Saved data entries
=== Section Start ===

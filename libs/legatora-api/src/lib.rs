//! Shared REST plumbing for Legatora modules
//!
//! Every module's REST layer maps its domain errors onto the same
//! RFC-9457 Problem Details shape defined here.

use axum::{
    http::StatusCode,
    response::{IntoResponse, Response},
    Json,
};
use serde::Serialize;

/// RFC-9457 Problem Details for HTTP API errors
#[derive(Debug, Serialize)]
pub struct Problem {
    /// A URI reference that identifies the problem type
    #[serde(rename = "type")]
    pub type_uri: String,

    /// A short, human-readable summary of the problem type
    pub title: String,

    /// The HTTP status code
    pub status: u16,

    /// A human-readable explanation specific to this occurrence
    #[serde(skip_serializing_if = "Option::is_none")]
    pub detail: Option<String>,

    /// A URI reference that identifies the specific occurrence
    #[serde(skip_serializing_if = "Option::is_none")]
    pub instance: Option<String>,
}

impl Problem {
    /// Create a new Problem Details response
    pub fn new(status: StatusCode, title: impl Into<String>) -> Self {
        Self {
            type_uri: format!("https://httpstatuses.io/{}", status.as_u16()),
            title: title.into(),
            status: status.as_u16(),
            detail: None,
            instance: None,
        }
    }

    /// Add detail message
    pub fn with_detail(mut self, detail: impl Into<String>) -> Self {
        self.detail = Some(detail.into());
        self
    }

    /// Add instance URI
    pub fn with_instance(mut self, instance: impl Into<String>) -> Self {
        self.instance = Some(instance.into());
        self
    }
}

impl IntoResponse for Problem {
    fn into_response(self) -> Response {
        let status = StatusCode::from_u16(self.status).unwrap_or(StatusCode::INTERNAL_SERVER_ERROR);
        (status, Json(self)).into_response()
    }
}
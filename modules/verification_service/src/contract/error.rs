//! Contract error types for the verification service

use super::model::VerificationStatus;

/// Verification service domain errors
#[derive(Debug, Clone, PartialEq, Eq)]
pub enum VerificationError {
    /// No verification request with the given identifier
    NotFound {
        /// Request identifier
        request_id: String,
    },
    /// Input rejected before any storage call
    Validation {
        /// Validation error message
        message: String,
    },
    /// Status change outside the legal transition set
    IllegalTransition {
        from: VerificationStatus,
        to: VerificationStatus,
    },
    /// Storage failure; the cause is logged, never surfaced
    Storage,
}

impl std::fmt::Display for VerificationError {
    fn fmt(&self, f: &mut std::fmt::Formatter<'_>) -> std::fmt::Result {
        match self {
            Self::NotFound { request_id } => {
                write!(f, "verification request not found: {}", request_id)
            }
            Self::Validation { message } => {
                write!(f, "Validation error: {}", message)
            }
            Self::IllegalTransition { from, to } => {
                write!(f, "illegal status transition: {} -> {}", from, to)
            }
            Self::Storage => {
                write!(f, "Storage error")
            }
        }
    }
}

impl std::error::Error for VerificationError {}
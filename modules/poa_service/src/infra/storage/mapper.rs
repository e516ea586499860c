//! Entity to model mappers
//!
//! Explicit field-by-field conversions between SeaORM entities and
//! contract models. The surrogate `id` column stops here; a row with an
//! unrecognized status string is a mapping error, not a silently
//! malformed record.

use super::entity;
use crate::contract::{PoaFile, PoaRequest, PoaRequestSummary, RequestStatus};

// ===== Request Conversions =====

impl TryFrom<entity::Model> for PoaRequest {
    type Error = anyhow::Error;

    fn try_from(entity: entity::Model) -> Result<Self, Self::Error> {
        let status = parse_status(&entity.status, &entity.request_id)?;

        Ok(Self {
            request_id: entity.request_id,
            principal: entity.principal,
            category: entity.category,
            submitted_date: entity.submitted_date,
            assigned_agent: entity.assigned_agent,
            status,
            contact_info: entity.contact_info,
            address: entity.address,
            expiration_date: entity.expiration_date,
            description_of_power: entity.description_of_power,
        })
    }
}

impl TryFrom<entity::Model> for PoaRequestSummary {
    type Error = anyhow::Error;

    fn try_from(entity: entity::Model) -> Result<Self, Self::Error> {
        let status = parse_status(&entity.status, &entity.request_id)?;

        Ok(Self {
            request_id: entity.request_id,
            principal: entity.principal,
            category: entity.category,
            submitted_date: entity.submitted_date,
            assigned_agent: entity.assigned_agent,
            status,
            contact_info: entity.contact_info,
            address: entity.address,
        })
    }
}

impl From<&PoaRequest> for entity::ActiveModel {
    fn from(model: &PoaRequest) -> Self {
        use sea_orm::ActiveValue::{NotSet, Set};

        Self {
            id: NotSet,
            request_id: Set(model.request_id.clone()),
            principal: Set(model.principal.clone()),
            category: Set(model.category.clone()),
            submitted_date: Set(model.submitted_date),
            assigned_agent: Set(model.assigned_agent.clone()),
            status: Set(model.status.as_str().to_string()),
            contact_info: Set(model.contact_info.clone()),
            address: Set(model.address.clone()),
            expiration_date: Set(model.expiration_date),
            description_of_power: Set(model.description_of_power.clone()),
        }
    }
}

// ===== File Conversions =====

impl From<entity::file::Model> for PoaFile {
    fn from(entity: entity::file::Model) -> Self {
        Self {
            file_id: entity.file_id,
            document_type: entity.document_type,
            file_link: entity.file_link,
            submitted_date: entity.submitted_date,
        }
    }
}

fn parse_status(raw: &str, request_id: &str) -> anyhow::Result<RequestStatus> {
    RequestStatus::parse(raw)
        .ok_or_else(|| anyhow::anyhow!("unknown status '{}' on POA request {}", raw, request_id))
}
//! Mapper implementations for converting between DTOs and contract models

use super::dto::*;
use crate::contract;

impl From<contract::PoaRequestSummary> for PoaRequestSummaryDto {
    fn from(summary: contract::PoaRequestSummary) -> Self {
        Self {
            request_id: summary.request_id,
            principal: summary.principal,
            category: summary.category,
            submitted_date: summary.submitted_date,
            assigned_agent: summary.assigned_agent,
            status: summary.status.to_string(),
            contact_info: summary.contact_info,
            address: summary.address,
        }
    }
}

impl From<contract::PoaFile> for PoaFileDto {
    fn from(file: contract::PoaFile) -> Self {
        Self {
            file_id: file.file_id,
            document_type: file.document_type,
            file_link: file.file_link,
            submitted_date: file.submitted_date,
        }
    }
}

impl From<contract::PoaRequestDetails> for PoaRequestDetailsDto {
    fn from(details: contract::PoaRequestDetails) -> Self {
        let request = details.request;
        Self {
            request_id: request.request_id,
            principal: request.principal,
            category: request.category,
            submitted_date: request.submitted_date,
            assigned_agent: request.assigned_agent,
            status: request.status.to_string(),
            contact_info: request.contact_info,
            address: request.address,
            expiration_date: request.expiration_date,
            description_of_power: request.description_of_power,
            files: details.files.into_iter().map(Into::into).collect(),
        }
    }
}

impl From<NewPoaRequestDto> for contract::NewPoaRequest {
    fn from(dto: NewPoaRequestDto) -> Self {
        Self {
            full_name: dto.full_name,
            contact_info: dto.contact_info,
            address: dto.address,
            category: dto.category,
            expiration_date: dto.expiration_date,
            description_of_power: dto.description_of_power,
        }
    }
}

=== Section End ===

For each line above that holds the string "REST", provide a copy of that line.

//! Shared REST plumbing for Legatora modules
//! Every module's REST layer maps its domain errors onto the same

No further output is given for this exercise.